* **Problem to solve**: From the data below, retype exactly the lines starting with the one that contains "self.relapse_risk = Some(risk);" and ending with the one that contains "Relapse risk bucket", both included.

(Stored data entries)
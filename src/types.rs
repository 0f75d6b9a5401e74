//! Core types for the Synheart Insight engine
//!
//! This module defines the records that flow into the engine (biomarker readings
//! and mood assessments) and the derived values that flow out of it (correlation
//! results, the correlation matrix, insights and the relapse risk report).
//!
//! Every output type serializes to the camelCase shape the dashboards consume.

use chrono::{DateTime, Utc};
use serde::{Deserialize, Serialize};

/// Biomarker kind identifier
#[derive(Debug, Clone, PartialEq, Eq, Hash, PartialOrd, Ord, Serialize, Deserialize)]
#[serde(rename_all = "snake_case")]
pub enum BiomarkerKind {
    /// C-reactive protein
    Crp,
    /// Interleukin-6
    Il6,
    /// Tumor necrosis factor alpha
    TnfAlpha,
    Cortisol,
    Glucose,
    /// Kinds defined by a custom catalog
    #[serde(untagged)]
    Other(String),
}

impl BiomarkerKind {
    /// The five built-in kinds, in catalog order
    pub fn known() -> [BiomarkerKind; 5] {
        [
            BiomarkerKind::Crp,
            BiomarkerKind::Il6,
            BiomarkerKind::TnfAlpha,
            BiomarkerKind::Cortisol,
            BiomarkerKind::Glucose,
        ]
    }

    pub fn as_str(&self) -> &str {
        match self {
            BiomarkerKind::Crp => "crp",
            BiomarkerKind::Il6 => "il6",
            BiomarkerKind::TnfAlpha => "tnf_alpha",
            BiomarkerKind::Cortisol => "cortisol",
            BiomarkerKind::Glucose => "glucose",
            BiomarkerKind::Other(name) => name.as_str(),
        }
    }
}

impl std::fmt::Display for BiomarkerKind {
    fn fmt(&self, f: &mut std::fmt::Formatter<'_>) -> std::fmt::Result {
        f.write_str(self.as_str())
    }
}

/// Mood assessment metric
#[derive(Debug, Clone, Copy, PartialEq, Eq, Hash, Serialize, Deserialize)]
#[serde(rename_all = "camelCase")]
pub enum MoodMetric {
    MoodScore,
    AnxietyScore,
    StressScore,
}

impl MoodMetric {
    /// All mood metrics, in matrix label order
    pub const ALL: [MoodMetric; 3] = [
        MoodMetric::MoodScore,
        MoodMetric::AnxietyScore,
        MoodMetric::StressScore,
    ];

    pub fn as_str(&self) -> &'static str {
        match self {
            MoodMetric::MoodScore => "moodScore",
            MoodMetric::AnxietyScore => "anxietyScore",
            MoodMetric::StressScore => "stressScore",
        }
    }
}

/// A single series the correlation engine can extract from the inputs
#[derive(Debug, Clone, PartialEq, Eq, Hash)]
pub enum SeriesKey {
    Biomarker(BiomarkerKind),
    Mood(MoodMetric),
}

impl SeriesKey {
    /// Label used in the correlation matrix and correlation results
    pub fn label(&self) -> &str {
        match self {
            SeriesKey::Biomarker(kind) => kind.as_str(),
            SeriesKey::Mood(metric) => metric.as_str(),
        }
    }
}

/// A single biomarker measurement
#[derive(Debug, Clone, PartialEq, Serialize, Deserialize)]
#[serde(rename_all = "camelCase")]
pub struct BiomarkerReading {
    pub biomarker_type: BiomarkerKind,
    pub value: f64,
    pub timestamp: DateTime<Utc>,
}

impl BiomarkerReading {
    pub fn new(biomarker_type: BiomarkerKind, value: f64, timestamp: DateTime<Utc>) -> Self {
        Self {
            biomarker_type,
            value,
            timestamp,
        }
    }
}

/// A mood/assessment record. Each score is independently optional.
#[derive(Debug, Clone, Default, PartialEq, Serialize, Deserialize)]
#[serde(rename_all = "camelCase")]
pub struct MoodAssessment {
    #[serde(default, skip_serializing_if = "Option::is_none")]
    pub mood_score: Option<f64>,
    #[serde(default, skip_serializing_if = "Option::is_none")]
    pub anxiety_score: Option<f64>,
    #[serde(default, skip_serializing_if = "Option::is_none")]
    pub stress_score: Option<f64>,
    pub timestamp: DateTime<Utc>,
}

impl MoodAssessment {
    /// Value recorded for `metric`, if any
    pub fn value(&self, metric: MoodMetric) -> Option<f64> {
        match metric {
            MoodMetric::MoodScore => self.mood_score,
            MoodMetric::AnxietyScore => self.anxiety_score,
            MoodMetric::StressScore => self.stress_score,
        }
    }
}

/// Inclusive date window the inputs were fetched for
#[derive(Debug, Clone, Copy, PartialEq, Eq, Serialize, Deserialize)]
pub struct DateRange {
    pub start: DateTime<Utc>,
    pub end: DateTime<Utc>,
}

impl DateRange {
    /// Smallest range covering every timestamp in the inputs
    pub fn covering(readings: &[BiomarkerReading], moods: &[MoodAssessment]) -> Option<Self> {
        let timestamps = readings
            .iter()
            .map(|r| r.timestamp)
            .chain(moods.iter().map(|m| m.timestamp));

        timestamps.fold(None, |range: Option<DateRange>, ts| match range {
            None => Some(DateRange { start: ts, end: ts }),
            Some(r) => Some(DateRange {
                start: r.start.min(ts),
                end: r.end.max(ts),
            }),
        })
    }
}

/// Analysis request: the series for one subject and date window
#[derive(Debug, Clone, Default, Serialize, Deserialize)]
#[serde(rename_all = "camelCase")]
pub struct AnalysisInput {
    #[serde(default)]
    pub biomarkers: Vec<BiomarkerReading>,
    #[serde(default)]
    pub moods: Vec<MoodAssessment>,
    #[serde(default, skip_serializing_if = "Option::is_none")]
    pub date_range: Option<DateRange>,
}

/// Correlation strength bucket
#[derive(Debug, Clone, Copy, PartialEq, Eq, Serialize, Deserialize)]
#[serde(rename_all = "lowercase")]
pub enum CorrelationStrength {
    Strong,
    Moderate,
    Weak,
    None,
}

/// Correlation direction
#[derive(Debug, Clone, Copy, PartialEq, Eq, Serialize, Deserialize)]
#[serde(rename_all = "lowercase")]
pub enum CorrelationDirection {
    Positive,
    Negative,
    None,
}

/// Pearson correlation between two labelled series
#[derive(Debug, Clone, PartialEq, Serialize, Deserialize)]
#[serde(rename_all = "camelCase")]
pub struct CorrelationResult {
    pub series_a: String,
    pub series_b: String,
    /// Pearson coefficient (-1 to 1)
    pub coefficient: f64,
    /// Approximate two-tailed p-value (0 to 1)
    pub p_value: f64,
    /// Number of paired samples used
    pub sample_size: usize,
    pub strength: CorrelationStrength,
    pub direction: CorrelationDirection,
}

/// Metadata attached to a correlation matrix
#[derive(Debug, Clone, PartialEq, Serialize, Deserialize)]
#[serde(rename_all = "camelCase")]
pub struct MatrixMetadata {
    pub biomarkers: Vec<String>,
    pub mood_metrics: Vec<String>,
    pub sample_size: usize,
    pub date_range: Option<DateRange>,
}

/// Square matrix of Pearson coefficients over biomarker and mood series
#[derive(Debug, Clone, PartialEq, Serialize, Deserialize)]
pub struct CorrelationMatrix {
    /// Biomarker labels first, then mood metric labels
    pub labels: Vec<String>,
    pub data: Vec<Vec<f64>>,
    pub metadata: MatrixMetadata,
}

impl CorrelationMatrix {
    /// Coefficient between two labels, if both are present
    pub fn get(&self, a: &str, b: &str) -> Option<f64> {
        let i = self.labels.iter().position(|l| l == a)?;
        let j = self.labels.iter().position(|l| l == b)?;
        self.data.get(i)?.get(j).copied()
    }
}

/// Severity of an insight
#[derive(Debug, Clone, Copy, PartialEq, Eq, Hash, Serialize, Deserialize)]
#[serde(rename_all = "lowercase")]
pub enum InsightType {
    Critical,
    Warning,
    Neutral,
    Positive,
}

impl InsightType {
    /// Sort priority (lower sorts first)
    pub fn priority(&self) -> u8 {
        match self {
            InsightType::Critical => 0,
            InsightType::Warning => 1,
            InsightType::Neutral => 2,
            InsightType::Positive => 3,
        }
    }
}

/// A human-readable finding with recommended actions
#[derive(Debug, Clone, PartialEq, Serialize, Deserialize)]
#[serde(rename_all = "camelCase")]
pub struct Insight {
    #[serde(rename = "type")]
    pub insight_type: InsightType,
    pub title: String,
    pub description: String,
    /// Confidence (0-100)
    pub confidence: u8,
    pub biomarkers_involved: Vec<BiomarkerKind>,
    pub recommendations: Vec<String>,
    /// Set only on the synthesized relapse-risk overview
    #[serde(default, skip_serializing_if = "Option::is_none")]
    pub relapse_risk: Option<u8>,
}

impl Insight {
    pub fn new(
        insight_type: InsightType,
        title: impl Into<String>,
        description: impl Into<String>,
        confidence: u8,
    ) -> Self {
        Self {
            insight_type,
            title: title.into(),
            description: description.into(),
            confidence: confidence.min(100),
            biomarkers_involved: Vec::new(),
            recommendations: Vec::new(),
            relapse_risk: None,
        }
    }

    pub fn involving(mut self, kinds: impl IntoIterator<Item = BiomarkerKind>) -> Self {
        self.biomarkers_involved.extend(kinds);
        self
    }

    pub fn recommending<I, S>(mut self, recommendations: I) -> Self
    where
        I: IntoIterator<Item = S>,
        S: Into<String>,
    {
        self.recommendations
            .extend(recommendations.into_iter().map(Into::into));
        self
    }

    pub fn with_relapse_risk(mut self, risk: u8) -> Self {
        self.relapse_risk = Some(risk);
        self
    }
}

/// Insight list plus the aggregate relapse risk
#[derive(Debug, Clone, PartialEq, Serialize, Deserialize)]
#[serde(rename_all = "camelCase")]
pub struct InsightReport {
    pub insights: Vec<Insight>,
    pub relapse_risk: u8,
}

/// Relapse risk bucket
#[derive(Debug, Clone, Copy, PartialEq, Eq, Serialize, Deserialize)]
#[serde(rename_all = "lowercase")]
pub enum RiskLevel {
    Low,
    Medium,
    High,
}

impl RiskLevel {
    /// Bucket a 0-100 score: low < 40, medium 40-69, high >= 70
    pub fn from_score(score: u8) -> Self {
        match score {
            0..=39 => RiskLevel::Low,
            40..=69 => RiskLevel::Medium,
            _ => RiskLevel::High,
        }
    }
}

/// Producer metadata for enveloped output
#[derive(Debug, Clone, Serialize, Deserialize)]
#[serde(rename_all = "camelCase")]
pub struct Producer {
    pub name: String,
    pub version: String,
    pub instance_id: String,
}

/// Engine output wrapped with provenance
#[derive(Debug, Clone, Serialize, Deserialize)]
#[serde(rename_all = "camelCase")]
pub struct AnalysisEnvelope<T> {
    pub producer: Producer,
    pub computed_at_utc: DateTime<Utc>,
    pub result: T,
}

* **Response to the task**:
        self.relapse_risk = Some(risk);
        self
    }
}

/// Insight list plus the aggregate relapse risk
#[derive(Debug, Clone, PartialEq, Serialize, Deserialize)]
#[serde(rename_all = "camelCase")]
pub struct InsightReport {
    pub insights: Vec<Insight>,
    pub relapse_risk: u8,
}

/// Relapse risk bucket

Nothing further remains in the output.